## Records provided
* * * * * * * * *

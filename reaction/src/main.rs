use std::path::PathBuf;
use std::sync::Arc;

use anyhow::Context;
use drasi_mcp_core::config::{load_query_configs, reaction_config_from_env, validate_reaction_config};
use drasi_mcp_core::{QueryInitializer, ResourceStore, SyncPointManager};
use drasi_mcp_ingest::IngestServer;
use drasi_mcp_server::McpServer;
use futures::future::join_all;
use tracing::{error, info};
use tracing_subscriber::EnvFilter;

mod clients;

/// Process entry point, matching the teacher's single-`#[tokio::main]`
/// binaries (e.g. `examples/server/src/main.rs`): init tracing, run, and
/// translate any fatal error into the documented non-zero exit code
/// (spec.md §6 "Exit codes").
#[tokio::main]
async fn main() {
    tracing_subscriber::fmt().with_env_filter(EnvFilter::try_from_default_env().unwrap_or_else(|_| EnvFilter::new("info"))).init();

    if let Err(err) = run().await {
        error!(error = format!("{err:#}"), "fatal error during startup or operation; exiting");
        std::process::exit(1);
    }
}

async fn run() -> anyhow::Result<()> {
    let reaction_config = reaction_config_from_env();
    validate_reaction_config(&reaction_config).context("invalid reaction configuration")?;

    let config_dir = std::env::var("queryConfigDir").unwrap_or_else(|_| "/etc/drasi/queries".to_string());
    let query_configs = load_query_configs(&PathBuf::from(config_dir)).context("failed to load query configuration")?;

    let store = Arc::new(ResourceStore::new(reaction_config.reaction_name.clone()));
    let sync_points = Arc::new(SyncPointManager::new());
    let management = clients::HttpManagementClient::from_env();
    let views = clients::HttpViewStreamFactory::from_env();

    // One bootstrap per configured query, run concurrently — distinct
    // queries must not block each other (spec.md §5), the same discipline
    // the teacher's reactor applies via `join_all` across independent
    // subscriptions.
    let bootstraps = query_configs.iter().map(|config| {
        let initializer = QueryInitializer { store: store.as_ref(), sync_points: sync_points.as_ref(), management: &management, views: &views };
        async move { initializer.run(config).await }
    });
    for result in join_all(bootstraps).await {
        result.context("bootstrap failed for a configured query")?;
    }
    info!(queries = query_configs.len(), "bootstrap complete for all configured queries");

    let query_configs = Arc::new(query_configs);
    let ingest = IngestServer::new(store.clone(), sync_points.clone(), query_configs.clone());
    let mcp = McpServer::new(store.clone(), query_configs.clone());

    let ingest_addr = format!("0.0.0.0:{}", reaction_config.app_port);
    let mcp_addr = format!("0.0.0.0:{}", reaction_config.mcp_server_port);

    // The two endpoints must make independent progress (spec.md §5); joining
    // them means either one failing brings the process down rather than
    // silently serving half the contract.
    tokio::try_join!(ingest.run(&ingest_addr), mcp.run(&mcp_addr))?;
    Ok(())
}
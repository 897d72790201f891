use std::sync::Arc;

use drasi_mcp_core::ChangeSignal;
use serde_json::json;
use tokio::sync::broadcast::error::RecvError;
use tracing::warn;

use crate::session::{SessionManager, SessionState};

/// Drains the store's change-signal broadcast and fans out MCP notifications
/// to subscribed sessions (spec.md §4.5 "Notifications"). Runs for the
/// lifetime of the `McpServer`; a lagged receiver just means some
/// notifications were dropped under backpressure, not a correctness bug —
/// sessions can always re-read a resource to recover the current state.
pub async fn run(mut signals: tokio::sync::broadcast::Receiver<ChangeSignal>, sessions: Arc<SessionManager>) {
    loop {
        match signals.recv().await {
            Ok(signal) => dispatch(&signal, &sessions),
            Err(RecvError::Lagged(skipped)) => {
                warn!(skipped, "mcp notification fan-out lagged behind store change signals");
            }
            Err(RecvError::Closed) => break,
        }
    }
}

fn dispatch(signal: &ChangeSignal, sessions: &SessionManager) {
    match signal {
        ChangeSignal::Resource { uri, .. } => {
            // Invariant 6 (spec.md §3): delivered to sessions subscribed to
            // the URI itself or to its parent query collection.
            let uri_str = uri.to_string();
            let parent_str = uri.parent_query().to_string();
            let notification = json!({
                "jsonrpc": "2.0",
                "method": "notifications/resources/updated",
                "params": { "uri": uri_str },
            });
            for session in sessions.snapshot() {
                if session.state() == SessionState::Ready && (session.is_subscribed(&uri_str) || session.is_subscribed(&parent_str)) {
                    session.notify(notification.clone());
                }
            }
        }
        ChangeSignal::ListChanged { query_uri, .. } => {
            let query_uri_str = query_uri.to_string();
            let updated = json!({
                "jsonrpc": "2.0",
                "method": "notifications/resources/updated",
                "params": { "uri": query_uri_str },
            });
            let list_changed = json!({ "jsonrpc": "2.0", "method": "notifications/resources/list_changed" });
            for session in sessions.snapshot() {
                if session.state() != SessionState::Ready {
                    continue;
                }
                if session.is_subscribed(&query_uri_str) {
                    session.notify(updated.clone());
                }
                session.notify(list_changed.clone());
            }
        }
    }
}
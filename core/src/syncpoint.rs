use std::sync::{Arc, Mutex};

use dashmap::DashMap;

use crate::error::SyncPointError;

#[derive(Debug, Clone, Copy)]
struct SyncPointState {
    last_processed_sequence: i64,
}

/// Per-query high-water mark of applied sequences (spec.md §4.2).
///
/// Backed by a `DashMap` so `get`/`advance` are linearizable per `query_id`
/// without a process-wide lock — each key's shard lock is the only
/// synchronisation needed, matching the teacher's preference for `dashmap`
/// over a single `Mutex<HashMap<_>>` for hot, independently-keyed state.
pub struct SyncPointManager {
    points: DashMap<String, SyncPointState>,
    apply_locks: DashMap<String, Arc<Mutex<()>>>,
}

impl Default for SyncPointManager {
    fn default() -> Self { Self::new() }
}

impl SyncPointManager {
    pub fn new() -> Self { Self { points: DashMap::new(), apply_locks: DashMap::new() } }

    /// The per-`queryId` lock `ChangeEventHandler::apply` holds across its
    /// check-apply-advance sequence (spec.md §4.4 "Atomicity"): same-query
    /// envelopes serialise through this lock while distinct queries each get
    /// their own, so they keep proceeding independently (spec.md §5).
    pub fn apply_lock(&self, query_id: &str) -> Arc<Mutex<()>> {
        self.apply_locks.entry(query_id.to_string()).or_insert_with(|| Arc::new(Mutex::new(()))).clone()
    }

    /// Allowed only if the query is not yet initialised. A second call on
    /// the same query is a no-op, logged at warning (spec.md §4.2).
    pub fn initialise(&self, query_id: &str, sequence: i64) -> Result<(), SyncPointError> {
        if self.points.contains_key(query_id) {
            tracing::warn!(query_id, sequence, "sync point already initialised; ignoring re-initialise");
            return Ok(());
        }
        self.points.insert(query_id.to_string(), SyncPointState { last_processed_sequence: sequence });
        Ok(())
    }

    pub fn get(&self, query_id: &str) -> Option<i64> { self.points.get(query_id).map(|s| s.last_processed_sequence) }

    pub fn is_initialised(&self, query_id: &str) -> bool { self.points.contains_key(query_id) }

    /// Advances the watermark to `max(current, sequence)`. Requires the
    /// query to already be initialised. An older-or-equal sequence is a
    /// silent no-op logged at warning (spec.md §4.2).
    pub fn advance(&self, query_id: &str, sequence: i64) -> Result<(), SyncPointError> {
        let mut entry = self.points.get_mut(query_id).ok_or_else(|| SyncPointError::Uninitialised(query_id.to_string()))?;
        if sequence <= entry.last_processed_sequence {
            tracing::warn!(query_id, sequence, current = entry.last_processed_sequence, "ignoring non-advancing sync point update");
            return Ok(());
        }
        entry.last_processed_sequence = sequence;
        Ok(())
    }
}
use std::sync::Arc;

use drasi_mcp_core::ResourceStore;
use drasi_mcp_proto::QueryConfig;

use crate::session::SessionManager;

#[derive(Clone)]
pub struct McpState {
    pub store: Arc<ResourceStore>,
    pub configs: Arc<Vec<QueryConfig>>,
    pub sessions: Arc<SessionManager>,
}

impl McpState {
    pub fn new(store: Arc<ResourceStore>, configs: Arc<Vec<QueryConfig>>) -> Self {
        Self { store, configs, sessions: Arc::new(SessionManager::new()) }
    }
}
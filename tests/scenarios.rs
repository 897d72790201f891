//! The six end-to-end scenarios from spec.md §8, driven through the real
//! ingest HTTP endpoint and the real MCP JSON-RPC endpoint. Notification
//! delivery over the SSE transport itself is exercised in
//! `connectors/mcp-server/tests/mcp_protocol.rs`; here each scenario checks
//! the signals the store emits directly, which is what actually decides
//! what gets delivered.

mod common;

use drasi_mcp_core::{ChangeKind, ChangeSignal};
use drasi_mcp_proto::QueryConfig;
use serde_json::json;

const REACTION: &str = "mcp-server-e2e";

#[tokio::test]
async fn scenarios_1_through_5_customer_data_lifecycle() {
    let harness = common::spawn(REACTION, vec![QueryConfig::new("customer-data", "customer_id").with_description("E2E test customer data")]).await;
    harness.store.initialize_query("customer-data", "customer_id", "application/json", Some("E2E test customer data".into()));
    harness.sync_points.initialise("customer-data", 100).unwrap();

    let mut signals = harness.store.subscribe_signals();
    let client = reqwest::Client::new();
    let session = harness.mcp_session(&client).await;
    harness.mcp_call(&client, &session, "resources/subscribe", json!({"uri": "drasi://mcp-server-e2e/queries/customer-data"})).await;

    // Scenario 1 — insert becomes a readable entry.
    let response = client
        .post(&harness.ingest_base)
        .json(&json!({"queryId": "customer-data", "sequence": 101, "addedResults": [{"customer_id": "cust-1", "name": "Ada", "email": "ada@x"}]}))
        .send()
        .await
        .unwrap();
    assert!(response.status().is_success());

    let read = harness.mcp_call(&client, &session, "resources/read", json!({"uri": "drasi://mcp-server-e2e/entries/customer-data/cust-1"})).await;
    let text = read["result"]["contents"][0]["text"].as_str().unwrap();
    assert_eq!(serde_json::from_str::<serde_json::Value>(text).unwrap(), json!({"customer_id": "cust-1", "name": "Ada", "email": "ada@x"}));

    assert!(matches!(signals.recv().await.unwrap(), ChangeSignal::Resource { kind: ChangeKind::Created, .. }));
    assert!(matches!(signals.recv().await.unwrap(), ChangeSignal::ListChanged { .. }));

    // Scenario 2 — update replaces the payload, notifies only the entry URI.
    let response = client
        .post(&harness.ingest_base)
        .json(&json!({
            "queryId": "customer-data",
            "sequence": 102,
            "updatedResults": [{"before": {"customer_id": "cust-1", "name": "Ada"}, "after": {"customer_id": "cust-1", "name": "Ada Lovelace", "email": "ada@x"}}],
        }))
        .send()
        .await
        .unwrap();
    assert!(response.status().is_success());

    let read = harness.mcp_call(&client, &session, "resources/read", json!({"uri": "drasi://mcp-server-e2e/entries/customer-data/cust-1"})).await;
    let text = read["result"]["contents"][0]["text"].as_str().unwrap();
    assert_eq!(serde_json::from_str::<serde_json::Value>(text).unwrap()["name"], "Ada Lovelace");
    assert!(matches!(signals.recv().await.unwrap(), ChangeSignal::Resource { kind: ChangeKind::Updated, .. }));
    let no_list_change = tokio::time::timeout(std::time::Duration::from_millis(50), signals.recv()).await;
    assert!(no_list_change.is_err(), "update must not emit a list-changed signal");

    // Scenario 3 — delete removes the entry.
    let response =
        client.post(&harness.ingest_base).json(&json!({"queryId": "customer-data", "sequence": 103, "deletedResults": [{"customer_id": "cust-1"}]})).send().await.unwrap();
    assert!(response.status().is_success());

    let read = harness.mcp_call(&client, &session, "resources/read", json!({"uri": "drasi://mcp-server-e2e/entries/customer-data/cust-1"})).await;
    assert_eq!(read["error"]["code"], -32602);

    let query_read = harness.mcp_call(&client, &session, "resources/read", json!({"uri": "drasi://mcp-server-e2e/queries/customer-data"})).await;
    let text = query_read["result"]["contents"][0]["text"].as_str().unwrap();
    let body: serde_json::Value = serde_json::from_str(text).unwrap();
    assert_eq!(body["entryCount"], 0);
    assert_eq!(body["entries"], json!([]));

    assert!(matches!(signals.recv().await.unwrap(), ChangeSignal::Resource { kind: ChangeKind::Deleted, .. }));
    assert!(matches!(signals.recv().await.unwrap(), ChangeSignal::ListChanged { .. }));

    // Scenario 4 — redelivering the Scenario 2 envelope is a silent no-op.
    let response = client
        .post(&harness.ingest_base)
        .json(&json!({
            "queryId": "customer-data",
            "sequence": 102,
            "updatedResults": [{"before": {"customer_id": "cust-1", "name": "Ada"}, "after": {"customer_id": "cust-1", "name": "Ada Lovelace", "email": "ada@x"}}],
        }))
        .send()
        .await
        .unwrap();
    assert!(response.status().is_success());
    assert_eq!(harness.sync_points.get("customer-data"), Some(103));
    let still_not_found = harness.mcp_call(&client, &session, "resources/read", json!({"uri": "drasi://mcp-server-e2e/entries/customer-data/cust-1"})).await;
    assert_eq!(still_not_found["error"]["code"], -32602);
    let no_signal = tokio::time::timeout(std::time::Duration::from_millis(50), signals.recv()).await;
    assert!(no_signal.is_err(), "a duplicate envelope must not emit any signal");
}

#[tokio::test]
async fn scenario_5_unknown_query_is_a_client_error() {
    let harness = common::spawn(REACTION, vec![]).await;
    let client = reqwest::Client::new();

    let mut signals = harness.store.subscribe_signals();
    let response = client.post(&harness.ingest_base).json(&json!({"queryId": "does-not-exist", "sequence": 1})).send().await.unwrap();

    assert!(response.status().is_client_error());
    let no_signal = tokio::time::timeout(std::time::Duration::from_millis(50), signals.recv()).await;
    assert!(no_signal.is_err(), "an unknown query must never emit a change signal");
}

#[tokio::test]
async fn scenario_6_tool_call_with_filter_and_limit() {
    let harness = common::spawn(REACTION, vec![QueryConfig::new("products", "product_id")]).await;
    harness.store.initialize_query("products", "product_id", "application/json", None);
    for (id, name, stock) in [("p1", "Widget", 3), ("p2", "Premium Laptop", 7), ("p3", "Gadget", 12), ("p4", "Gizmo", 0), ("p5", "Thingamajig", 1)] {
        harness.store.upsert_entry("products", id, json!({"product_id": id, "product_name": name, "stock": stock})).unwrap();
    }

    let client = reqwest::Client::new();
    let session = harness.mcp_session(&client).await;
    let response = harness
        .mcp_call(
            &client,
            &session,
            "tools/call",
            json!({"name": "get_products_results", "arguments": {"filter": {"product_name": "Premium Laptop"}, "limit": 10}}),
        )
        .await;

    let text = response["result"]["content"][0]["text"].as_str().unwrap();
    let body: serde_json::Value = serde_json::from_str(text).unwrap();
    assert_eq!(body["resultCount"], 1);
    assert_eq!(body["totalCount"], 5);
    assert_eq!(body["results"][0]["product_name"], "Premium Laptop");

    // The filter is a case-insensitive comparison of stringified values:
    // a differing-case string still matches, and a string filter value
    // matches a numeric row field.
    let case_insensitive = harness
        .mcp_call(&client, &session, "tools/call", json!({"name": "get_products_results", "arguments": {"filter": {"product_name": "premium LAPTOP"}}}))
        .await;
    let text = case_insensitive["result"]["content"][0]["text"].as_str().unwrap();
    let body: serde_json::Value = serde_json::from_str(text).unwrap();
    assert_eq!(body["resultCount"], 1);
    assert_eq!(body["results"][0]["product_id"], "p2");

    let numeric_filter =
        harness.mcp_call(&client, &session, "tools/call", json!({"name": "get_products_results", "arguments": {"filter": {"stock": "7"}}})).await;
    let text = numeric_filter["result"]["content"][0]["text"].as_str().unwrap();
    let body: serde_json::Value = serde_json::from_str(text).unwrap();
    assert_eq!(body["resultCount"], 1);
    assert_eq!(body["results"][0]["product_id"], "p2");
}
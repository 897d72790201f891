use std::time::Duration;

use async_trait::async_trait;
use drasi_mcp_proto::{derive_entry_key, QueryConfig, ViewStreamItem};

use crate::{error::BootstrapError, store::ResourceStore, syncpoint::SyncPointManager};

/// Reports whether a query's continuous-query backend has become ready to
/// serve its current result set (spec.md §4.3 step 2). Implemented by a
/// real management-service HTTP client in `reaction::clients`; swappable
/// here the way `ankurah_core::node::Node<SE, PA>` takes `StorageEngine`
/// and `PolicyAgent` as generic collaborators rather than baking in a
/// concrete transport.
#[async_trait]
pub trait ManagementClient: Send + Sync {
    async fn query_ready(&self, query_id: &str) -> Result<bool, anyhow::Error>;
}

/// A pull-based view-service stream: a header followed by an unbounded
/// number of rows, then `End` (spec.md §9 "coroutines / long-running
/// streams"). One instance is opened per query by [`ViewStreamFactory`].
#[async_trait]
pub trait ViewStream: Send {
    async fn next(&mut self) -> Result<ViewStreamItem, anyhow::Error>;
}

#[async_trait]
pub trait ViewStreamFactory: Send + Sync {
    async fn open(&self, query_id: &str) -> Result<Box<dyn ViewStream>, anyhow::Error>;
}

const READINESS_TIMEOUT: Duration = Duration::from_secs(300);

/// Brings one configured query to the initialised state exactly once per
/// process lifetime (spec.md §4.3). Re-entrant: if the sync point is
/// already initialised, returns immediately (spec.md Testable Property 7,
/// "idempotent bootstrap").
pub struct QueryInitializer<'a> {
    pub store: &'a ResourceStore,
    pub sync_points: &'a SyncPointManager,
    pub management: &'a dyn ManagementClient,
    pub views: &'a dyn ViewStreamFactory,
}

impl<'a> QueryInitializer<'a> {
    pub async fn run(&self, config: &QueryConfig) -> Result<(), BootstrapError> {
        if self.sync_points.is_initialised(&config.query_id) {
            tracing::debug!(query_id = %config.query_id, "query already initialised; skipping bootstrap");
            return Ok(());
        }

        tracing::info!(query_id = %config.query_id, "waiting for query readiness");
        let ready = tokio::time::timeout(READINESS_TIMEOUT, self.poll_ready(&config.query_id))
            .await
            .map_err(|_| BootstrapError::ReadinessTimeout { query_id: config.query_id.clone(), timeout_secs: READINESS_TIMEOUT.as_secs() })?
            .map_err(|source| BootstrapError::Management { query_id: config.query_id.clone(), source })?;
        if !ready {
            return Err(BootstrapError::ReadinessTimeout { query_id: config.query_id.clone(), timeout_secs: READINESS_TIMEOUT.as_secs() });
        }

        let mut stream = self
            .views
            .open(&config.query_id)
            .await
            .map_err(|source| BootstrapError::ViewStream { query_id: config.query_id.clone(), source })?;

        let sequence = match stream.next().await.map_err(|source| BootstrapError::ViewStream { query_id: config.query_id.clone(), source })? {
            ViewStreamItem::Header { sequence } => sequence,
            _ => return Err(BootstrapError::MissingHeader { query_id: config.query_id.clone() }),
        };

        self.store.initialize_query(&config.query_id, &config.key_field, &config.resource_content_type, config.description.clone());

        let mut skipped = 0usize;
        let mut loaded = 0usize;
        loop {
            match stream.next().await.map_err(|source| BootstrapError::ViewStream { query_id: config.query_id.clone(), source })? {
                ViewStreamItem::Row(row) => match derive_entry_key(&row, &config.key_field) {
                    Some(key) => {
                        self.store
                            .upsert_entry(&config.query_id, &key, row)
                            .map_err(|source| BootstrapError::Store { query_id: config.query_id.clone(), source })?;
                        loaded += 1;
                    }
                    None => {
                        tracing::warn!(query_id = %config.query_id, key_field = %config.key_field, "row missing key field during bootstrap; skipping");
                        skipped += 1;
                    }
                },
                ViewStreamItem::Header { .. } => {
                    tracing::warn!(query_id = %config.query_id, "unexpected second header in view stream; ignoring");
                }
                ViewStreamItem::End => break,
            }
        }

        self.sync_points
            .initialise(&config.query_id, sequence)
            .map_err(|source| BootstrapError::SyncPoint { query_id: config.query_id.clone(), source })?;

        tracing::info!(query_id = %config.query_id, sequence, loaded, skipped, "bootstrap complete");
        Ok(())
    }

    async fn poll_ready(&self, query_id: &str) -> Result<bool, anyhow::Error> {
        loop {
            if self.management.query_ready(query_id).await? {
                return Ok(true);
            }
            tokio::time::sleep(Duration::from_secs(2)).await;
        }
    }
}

* * * * * * * * *

## Task description
Starting with the first line of the records, repeat every line up to and including the one containing "entry point, matching", and nothing else.

## Solution to this task
filename reaction/src/main.rs
use std::path::PathBuf;
use std::sync::Arc;

use anyhow::Context;
use drasi_mcp_core::config::{load_query_configs, reaction_config_from_env, validate_reaction_config};
use drasi_mcp_core::{QueryInitializer, ResourceStore, SyncPointManager};
use drasi_mcp_ingest::IngestServer;
use drasi_mcp_server::McpServer;
use futures::future::join_all;
use tracing::{error, info};
use tracing_subscriber::EnvFilter;

mod clients;

/// Process entry point, matching the teacher's single-`#[tokio::main]`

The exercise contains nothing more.